Input: arr[] = [1, 2, 3]
Output: 5
Explanation: All subarray with at least 2 elements and find the two smallest numbers in each:
[1, 2] → 1 + 2 = 3
[1, 2, 3] → 1 + 2 = 3
[2, 3] → 2 + 3 = 5
Maximum Score is 5

🔒 Constraints

• $2 \le \text{arr.size()} \le 10^5$

• $1 \le \text{arr}[i] \le 10^6$

✅ My Approach

The key insight is that we don't need to generate all subarrays.
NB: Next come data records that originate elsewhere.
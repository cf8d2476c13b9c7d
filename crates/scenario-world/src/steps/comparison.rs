use super::table_hashes;
use crate::action::{Action, ComparisonEntry, SuccessKind};
use crate::context::ScenarioContext;
use cucumber::gherkin::Step;
use cucumber::{given, then, when};
use storefront_core::{Result, StorefrontError};

#[when("I add the first product to the comparison")]
async fn add_first(world: &mut ScenarioContext) -> Result<()> {
    world.perform(Action::AddFirstResultToComparison).await
}

#[then("I should see success messages for comparison")]
async fn comparison_message(world: &mut ScenarioContext) -> Result<()> {
    world
        .perform(Action::ExpectSuccessMessage(SuccessKind::Comparison))
        .await
}

#[given("I have added the following products to comparison:")]
async fn add_products(world: &mut ScenarioContext, step: &Step) -> Result<()> {
    let entries = table_hashes(step)?
        .into_iter()
        .map(|row| {
            let search_term = row.get("search term").cloned().unwrap_or_default();
            let index = row
                .get("product index")
                .and_then(|index| index.parse().ok())
                .ok_or_else(|| {
                    StorefrontError::misuse(format!(
                        "comparison row for '{search_term}' needs a numeric product index"
                    ))
                })?;
            Ok(ComparisonEntry { search_term, index })
        })
        .collect::<Result<Vec<_>>>()?;
    world.perform(Action::AddProductsToComparison(entries)).await
}

#[when("I navigate to the product comparison page")]
async fn open_comparison(world: &mut ScenarioContext) -> Result<()> {
    world.perform(Action::OpenComparison).await
}

#[then("I should see both products in the comparison table")]
async fn both_products(world: &mut ScenarioContext) -> Result<()> {
    world
        .perform(Action::ExpectComparisonCount { count: 2 })
        .await
}

#[then("I should see product details for comparison")]
async fn product_details(world: &mut ScenarioContext) -> Result<()> {
    world.perform(Action::ExpectComparisonDetails).await
}

#[when("I add the first product from comparison to the cart")]
async fn compared_to_cart(world: &mut ScenarioContext) -> Result<()> {
    world.perform(Action::AddFirstComparedToCart).await
}
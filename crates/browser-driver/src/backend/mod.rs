//! Real browser backends.

pub mod cdp;
pub mod webdriver;
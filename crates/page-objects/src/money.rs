//! Price text parsing.

/// Parses the first amount in a price label.
///
/// OpenCart renders prices like `$122.00` followed by `Ex Tax: $101.00`;
/// only the leading amount counts. Thousands separators are dropped.
pub fn parse_price(text: &str) -> Option<f64> {
    let start = text.find(|c: char| c.is_ascii_digit())?;
    let amount: String = text[start..]
        .chars()
        .take_while(|c| c.is_ascii_digit() || *c == '.' || *c == ',')
        .filter(|c| *c != ',')
        .collect();
    let amount = amount.trim_end_matches('.');
    let value: f64 = amount.parse().ok()?;
    let negative = text[..start]
        .trim_end_matches(|c: char| c != '-' && !c.is_alphanumeric())
        .ends_with('-');
    Some(if negative { -value } else { value })
}

/// True when `prices` never decreases.
pub fn is_ascending(prices: &[f64]) -> bool {
    prices.windows(2).all(|pair| pair[0] <= pair[1])
}

#[cfg(test)]
mod tests {
    use super::*;

    #[test]
    fn leading_amount_wins() {
        assert_eq!(parse_price("$122.00\n Ex Tax: $101.00"), Some(122.0));
        assert_eq!(parse_price("$1,202.00"), Some(1202.0));
        assert_eq!(parse_price("-$5.00"), Some(-5.0));
        assert_eq!(parse_price("Total:"), None);
    }

    #[test]
    fn sign_may_precede_the_currency_symbol() {
        assert_eq!(parse_price("- $5.00"), Some(-5.0));
        assert_eq!(parse_price("Total: -€12.50"), Some(-12.5));
        assert_eq!(parse_price("Sub-Total: $7.00"), Some(7.0));
    }

    #[test]
    fn ascending_allows_ties() {
        assert!(is_ascending(&[1.0, 1.0, 2.5]));
        assert!(is_ascending(&[]));
        assert!(!is_ascending(&[3.0, 2.0]));
    }
}
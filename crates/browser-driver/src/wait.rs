//! Wait conditions for browser operations.
//!
//! Every wait polls a condition at a fixed interval until it holds or the
//! configured timeout elapses. Nothing here blocks longer than its timeout.

use crate::error::{BrowserError, Result};
use crate::Page;
use std::future::Future;
use std::time::{Duration, Instant};
use tokio::time::sleep;

/// Default timeout for wait operations (30 seconds).
pub const DEFAULT_TIMEOUT: Duration = Duration::from_secs(30);

/// Default poll interval for checking conditions (100ms).
pub const DEFAULT_POLL_INTERVAL: Duration = Duration::from_millis(100);

#[derive(Debug, Clone, Copy)]
pub struct WaitConfig {
    pub timeout: Duration,
    pub poll_interval: Duration,
}

impl WaitConfig {
    pub fn new(timeout: Duration, poll_interval: Duration) -> Self {
        Self {
            timeout,
            poll_interval,
        }
    }

    pub fn with_timeout(timeout: Duration) -> Self {
        Self::new(timeout, DEFAULT_POLL_INTERVAL.min(timeout))
    }
}

impl Default for WaitConfig {
    fn default() -> Self {
        Self::new(DEFAULT_TIMEOUT, DEFAULT_POLL_INTERVAL)
    }
}

/// States an element can be waited into.
#[derive(Debug, Clone, Copy, PartialEq, Eq)]
pub enum ElementState {
    /// Present in the DOM, visible or not.
    Attached,
    Visible,
    /// Absent or not rendered.
    Hidden,
}

impl ElementState {
    pub fn as_str(&self) -> &'static str {
        match self {
            ElementState::Attached => "attached",
            ElementState::Visible => "visible",
            ElementState::Hidden => "hidden",
        }
    }
}

/// Polls `condition` until it returns true.
pub async fn wait_for<F, Fut>(condition: F, config: WaitConfig, description: &str) -> Result<()>
where
    F: Fn() -> Fut,
    Fut: Future<Output = bool>,
{
    let start = Instant::now();

    loop {
        if condition().await {
            return Ok(());
        }

        if start.elapsed() >= config.timeout {
            return Err(BrowserError::WaitTimeout {
                condition: description.to_string(),
                timeout: config.timeout,
            });
        }

        sleep(config.poll_interval).await;
    }
}

/// Like [`wait_for`], but errors from the condition count as "not yet".
///
/// A page mid-navigation rejects scripts for a moment; that is not a failure.
pub async fn wait_for_result<F, Fut>(
    condition: F,
    config: WaitConfig,
    description: &str,
) -> Result<()>
where
    F: Fn() -> Fut,
    Fut: Future<Output = Result<bool>>,
{
    wait_for(
        || {
            let fut = condition();
            async move { matches!(fut.await, Ok(true)) }
        },
        config,
        description,
    )
    .await
}

/// Waits until the `index`-th match of `selector` reaches `state`.
///
/// A closed page fails immediately rather than burning the whole timeout.
pub async fn wait_for_element(
    page: &dyn Page,
    selector: &str,
    index: usize,
    state: ElementState,
    config: WaitConfig,
) -> Result<()> {
    let start = Instant::now();

    loop {
        if page.is_closed() {
            return Err(BrowserError::AlreadyClosed);
        }

        let reached = match state {
            ElementState::Attached => page.count(selector).await.map(|n| n > index),
            ElementState::Visible => page.is_visible(selector, index).await,
            ElementState::Hidden => page.is_visible(selector, index).await.map(|v| !v),
        };
        if let Ok(true) = reached {
            return Ok(());
        }

        if start.elapsed() >= config.timeout {
            return Err(BrowserError::ElementTimeout {
                selector: selector.to_string(),
                state: state.as_str().to_string(),
                timeout: config.timeout,
            });
        }

        sleep(config.poll_interval).await;
    }
}

/// Waits for `document.readyState` to become `complete`.
pub async fn wait_for_load(page: &dyn Page, config: WaitConfig) -> Result<()> {
    wait_for_result(
        || async move { Ok(page.ready_state().await? == "complete") },
        config,
        "document ready",
    )
    .await
}
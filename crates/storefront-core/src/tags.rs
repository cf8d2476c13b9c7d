//! Scenario tag helpers
//!
//! Tags arrive from the runner without the leading `@`, but feature authors
//! write them with it, so both spellings are accepted everywhere.

fn normalize(tag: &str) -> &str {
    tag.trim().trim_start_matches('@')
}

/// Values of `@name:value` tags, in declaration order.
pub fn tag_values<S: AsRef<str>>(tags: &[S], name: &str) -> Vec<String> {
    let name = normalize(name);
    tags.iter()
        .filter_map(|tag| {
            let (key, value) = normalize(tag.as_ref()).split_once(':')?;
            (key == name && !value.is_empty()).then(|| value.to_string())
        })
        .collect()
}

pub fn has_tag<S: AsRef<str>>(tags: &[S], name: &str) -> bool {
    let name = normalize(name);
    tags.iter().any(|tag| normalize(tag.as_ref()) == name)
}

pub fn has_any_tag<S: AsRef<str>, N: AsRef<str>>(tags: &[S], names: &[N]) -> bool {
    names.iter().any(|name| has_tag(tags, name.as_ref()))
}

pub fn has_all_tags<S: AsRef<str>, N: AsRef<str>>(tags: &[S], names: &[N]) -> bool {
    names.iter().all(|name| has_tag(tags, name.as_ref()))
}

/// Run-time filter: `@skip` never runs; otherwise an empty `include` admits
/// everything and a non-empty one admits scenarios carrying any listed tag.
pub fn admits<S: AsRef<str>, N: AsRef<str>>(tags: &[S], include: &[N]) -> bool {
    if has_tag(tags, "skip") {
        return false;
    }
    include.is_empty() || has_any_tag(tags, include)
}
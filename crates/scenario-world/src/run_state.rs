//! Process-wide state of one run.
//!
//! The browser process is launched once when the run starts and shared by
//! every scenario; scenarios only ever open contexts on it. The state is
//! installed by the run-start hook and taken back by the run-end hook.

use browser_driver::Browser;
use dashmap::DashMap;
use parking_lot::{Mutex, RwLock};
use scenario_report::ReportRecorder;
use std::sync::Arc;
use storefront_core::{Config, Result, StorefrontError};
use tracing::debug;

static CURRENT: RwLock<Option<Arc<RunState>>> = parking_lot::const_rwlock(None);

/// Serializes tests that install or take the current run.
#[cfg(test)]
pub(crate) static CURRENT_RUN_TEST_LOCK: tokio::sync::Mutex<()> = tokio::sync::Mutex::const_new(());

pub struct RunState {
    config: Config,
    browser: Mutex<Option<Arc<dyn Browser>>>,
    recorder: ReportRecorder,
    dry_run: bool,
    attempts: DashMap<String, usize>,
}

impl std::fmt::Debug for RunState {
    fn fmt(&self, f: &mut std::fmt::Formatter<'_>) -> std::fmt::Result {
        f.debug_struct("RunState")
            .field("engine", &self.config.engine)
            .field("base_url", &self.config.base_url)
            .field("browser", &self.browser.lock().is_some())
            .field("dry_run", &self.dry_run)
            .field("recorded", &self.recorder.len())
            .finish()
    }
}

impl RunState {
    pub fn new(config: Config, browser: Option<Arc<dyn Browser>>, dry_run: bool) -> Self {
        Self {
            config,
            browser: Mutex::new(browser),
            recorder: ReportRecorder::new(),
            dry_run,
            attempts: DashMap::new(),
        }
    }

    /// A run that binds steps but never drives a browser.
    pub fn dry(config: Config) -> Self {
        Self::new(config, None, true)
    }

    pub fn config(&self) -> &Config {
        &self.config
    }

    pub fn recorder(&self) -> &ReportRecorder {
        &self.recorder
    }

    pub fn is_dry_run(&self) -> bool {
        self.dry_run
    }

    /// The shared browser; a misuse once it is closed or in a dry run.
    pub fn browser(&self) -> Result<Arc<dyn Browser>> {
        match &*self.browser.lock() {
            Some(browser) if !browser.is_closed() => Ok(browser.clone()),
            Some(_) => Err(StorefrontError::misuse(
                "scenario started after the shared browser was closed",
            )),
            None if self.dry_run => {
                Err(StorefrontError::misuse("no browser was launched for this run"))
            }
            None => Err(StorefrontError::misuse(
                "scenario started after the shared browser was released",
            )),
        }
    }

    /// Hands the browser to the run-end hook; later calls get `None`.
    pub(crate) fn take_browser(&self) -> Option<Arc<dyn Browser>> {
        self.browser.lock().take()
    }

    /// 1 for the first run of `scenario`, 2 for its first retry, ...
    pub fn next_attempt(&self, scenario: &str) -> usize {
        let mut attempt = self.attempts.entry(scenario.to_string()).or_insert(0);
        *attempt += 1;
        *attempt
    }

    /// Makes `state` the current run, replacing any previous one.
    pub fn install(state: RunState) -> Arc<RunState> {
        let state = Arc::new(state);
        if CURRENT.write().replace(state.clone()).is_some() {
            debug!("Replaced a previous run state");
        }
        state
    }

    pub fn current() -> Result<Arc<RunState>> {
        CURRENT
            .read()
            .clone()
            .ok_or_else(|| StorefrontError::misuse("scenario hook ran outside of a run"))
    }

    pub fn take() -> Option<Arc<RunState>> {
        CURRENT.write().take()
    }
}
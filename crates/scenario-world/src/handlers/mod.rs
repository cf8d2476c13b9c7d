//! Handlers for every [`Action`], grouped by the part of the store they
//! drive.

mod account;
mod cart;
mod catalog;
mod checkout;
mod comparison;

use crate::action::{Action, SuccessKind};
use page_objects::PageFactory;
use storefront_core::{ensure, Config, Result, ScenarioData};

pub(crate) const SUCCESS_ALERT: &str = ".alert-success";

/// Executes one action against the scenario's pages.
pub(crate) async fn execute(
    pages: &PageFactory,
    config: &Config,
    data: &mut ScenarioData,
    action: Action,
) -> Result<()> {
    match action {
        Action::OpenHomepage => catalog::open_homepage(pages).await,
        Action::ReturnToHomepage => catalog::return_to_homepage(pages).await,
        Action::Search { term } => catalog::search(pages, data, term).await,
        Action::SearchWithCriteria {
            keyword,
            in_description,
        } => catalog::search_with_criteria(pages, data, keyword, in_description).await,
        Action::ExpectSearchResults => catalog::expect_search_results(pages).await,
        Action::ExpectResultsContaining { keyword } => {
            catalog::expect_results_containing(pages, &keyword).await
        }
        Action::ExpectAtLeastResults { count } => {
            catalog::expect_at_least_results(pages, count).await
        }
        Action::ExpectAtMostResults { limit } => catalog::expect_at_most_results(pages, limit).await,
        Action::SortBy { label } => catalog::sort_by(pages, &label).await,
        Action::ExpectAscendingPrices => catalog::expect_ascending_prices(pages).await,
        Action::SetDisplayLimit { limit } => catalog::set_display_limit(pages, &limit).await,
        Action::ExpectSuccessMessage(kind) => expect_success_message(pages, kind).await,

        Action::AddFirstResultToCart => cart::add_first_result_to_cart(pages, data).await,
        Action::AddProductToCart { product } => cart::add_product_to_cart(pages, data, product).await,
        Action::OpenCart => cart::open_cart(pages).await,
        Action::UpdateFirstQuantity { quantity } => {
            cart::update_first_quantity(pages, data, quantity).await
        }
        Action::SetFirstQuantity { quantity } => {
            cart::set_first_quantity(pages, data, quantity).await
        }
        Action::UpdateCart => cart::update_cart(pages).await,
        Action::ExpectUpdatedQuantity => cart::expect_updated_quantity(pages, data).await,
        Action::ExpectCartTotalRecalculated => cart::expect_total_recalculated(pages).await,
        Action::ExpectPositiveCartTotal => cart::expect_positive_total(pages).await,
        Action::RemoveFirstProduct => cart::remove_first_product(pages).await,
        Action::ExpectCartCount { count, open_cart } => {
            cart::expect_count(pages, count, open_cart).await
        }
        Action::ExpectProductInCart => cart::expect_product_in_cart(pages, data).await,
        Action::ExpectCartEmpty => cart::expect_empty(pages).await,
        Action::ExpectEmptyCartMessage => cart::expect_empty_message(pages).await,
        Action::ApplyCoupon { code } => cart::apply_coupon(pages, data, code).await,
        Action::ExpectDiscountSummary => cart::expect_discount_summary(pages).await,

        Action::ProceedToCheckout => checkout::proceed(pages).await,
        Action::ChooseGuestCheckout => checkout::choose_guest(pages).await,
        Action::FillBillingDetails(details) => {
            checkout::fill_billing_details(pages, data, details).await
        }
        Action::ContinueToDeliveryDetails => checkout::continue_to_delivery_details(pages).await,
        Action::ContinueWithDeliveryMethod => checkout::continue_with_delivery_method(pages).await,
        Action::AgreeToTerms => checkout::agree_to_terms(pages).await,
        Action::ContinueToPaymentMethod => checkout::continue_to_payment_method(pages).await,
        Action::ConfirmOrder => checkout::confirm_order(pages).await,
        Action::ExpectOrderConfirmation => checkout::expect_confirmation(pages).await,
        Action::ContinueWithSavedAddress => checkout::continue_with_saved_address(pages).await,
        Action::ExpectOrderInHistory => checkout::expect_order_in_history(pages, data).await,
        Action::EnterCustomerDetails => checkout::enter_customer_details(pages, data).await,
        Action::EnterBillingAddress => checkout::enter_billing_address(pages, data).await,
        Action::EnterShippingAddress => checkout::enter_shipping_address(pages).await,
        Action::SelectShippingMethod => checkout::select_shipping_method(pages).await,
        Action::SelectPaymentMethod => checkout::select_payment_method(pages).await,
        Action::ConfirmBillingDetails => checkout::confirm_billing_details(pages, data).await,
        Action::ConfirmDeliveryDetails => checkout::confirm_delivery_details(pages).await,
        Action::ExpectOrderNumber => checkout::expect_order_number(pages, data).await,

        Action::OpenLoginPage => account::open_login_page(pages).await,
        Action::LogInWithValidCredentials => account::log_in_with_valid_credentials(pages, config).await,
        Action::LogIn { email, password } => account::log_in(pages, &email, &password).await,
        Action::ExpectLoginWarning => account::expect_login_warning(pages).await,
        Action::ExpectLoggedOut => account::expect_logged_out(pages).await,
        Action::OpenRegisterPage => account::open_register_page(pages).await,
        Action::FillRegistrationWithValidDetails => account::fill_with_new_user(pages, data).await,
        Action::FillRegistrationWithExistingEmail => {
            account::fill_with_existing_account(pages, data).await
        }
        Action::AgreeToPrivacyPolicy => account::agree_to_privacy_policy(pages).await,
        Action::SubmitRegistration => account::submit_registration(pages).await,
        Action::ExpectAccountCreated => account::expect_account_created(pages).await,
        Action::ExpectLoggedIn => account::expect_logged_in(pages).await,
        Action::ExpectEmailAlreadyRegistered => account::expect_email_already_registered(pages).await,
        Action::ExpectRequiredFieldErrors => account::expect_required_field_errors(pages).await,

        Action::AddFirstResultToComparison => comparison::add_first_result(pages, data).await,
        Action::AddProductsToComparison(entries) => {
            comparison::add_products(pages, data, entries).await
        }
        Action::OpenComparison => comparison::open(pages).await,
        Action::ExpectComparisonCount { count } => comparison::expect_count(pages, count).await,
        Action::ExpectComparisonDetails => comparison::expect_details(pages, data).await,
        Action::AddFirstComparedToCart => comparison::add_first_to_cart(pages).await,

        Action::OpenProduct { id } => catalog::open_product(pages, id).await,
        Action::AddToCartFromProduct { quantity } => {
            catalog::add_to_cart_from_product(pages, data, quantity).await
        }
        Action::ExpectProductTitle { text } => catalog::expect_product_title(pages, &text).await,
        Action::SubmitReview {
            author,
            text,
            rating,
        } => catalog::submit_review(pages, &author, &text, rating).await,
    }
}

/// Success alerts are shared by every page, so they are read directly.
async fn expect_success_message(pages: &PageFactory, kind: SuccessKind) -> Result<()> {
    let actions = pages.actions();
    actions.wait_for_visible(SUCCESS_ALERT).await?;
    let text = actions.get_text(SUCCESS_ALERT).await?;
    let lower = text.to_lowercase();
    for fragment in kind.fragments() {
        ensure(
            lower.contains(fragment),
            format!("a success message containing '{fragment}'"),
            format!("'{}'", text.trim()),
        )?;
    }
    Ok(())
}

/// Case-insensitive containment used by every name check.
pub(crate) fn contains_ignoring_case(haystack: &str, needle: &str) -> bool {
    haystack.to_lowercase().contains(&needle.to_lowercase())
}

#[cfg(test)]
pub(crate) mod test_support {
    use browser_driver::memory::{MemoryPage, MemorySite};
    use page_objects::{PageFactory, WebActions};
    use std::sync::Arc;
    use std::time::Duration;
    use storefront_core::Config;

    pub fn config() -> Config {
        let mut config = Config::default();
        config.base_url = "https://shop.test/".to_string();
        config.timeout = Duration::from_millis(200);
        config
    }

    pub fn site() -> MemorySite {
        MemorySite::new().title("Your Store")
    }

    pub fn factory(site: MemorySite) -> (Arc<MemoryPage>, PageFactory) {
        let page = Arc::new(MemoryPage::from_site(site));
        let actions = WebActions::new(page.clone(), &config()).with_settle(Duration::ZERO);
        (page, PageFactory::new(actions))
    }
}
Instead, we can observe that the maximum sum of two smallest elements will always come from adjacent pairs in the array.

Basic Single Pass

1. Key Observation:

   • For any subarray of size > 2, adding more elements can only decrease or maintain the sum of two smallest elements.

   • The maximum sum will always be achieved by some adjacent pair in the array.

2. Algorithm:

   • Iterate through the array once.

   • For each adjacent pair (arr[i], arr[i+1]), calculate their sum.

   • Track the maximum sum encountered.

3. Why This Works:

   • Consider subarray [a, b, c] where a ≤ b ≤ c.

   • Sum of two smallest = a + b.

   • But we already considered pair [a, b] which gives the same sum.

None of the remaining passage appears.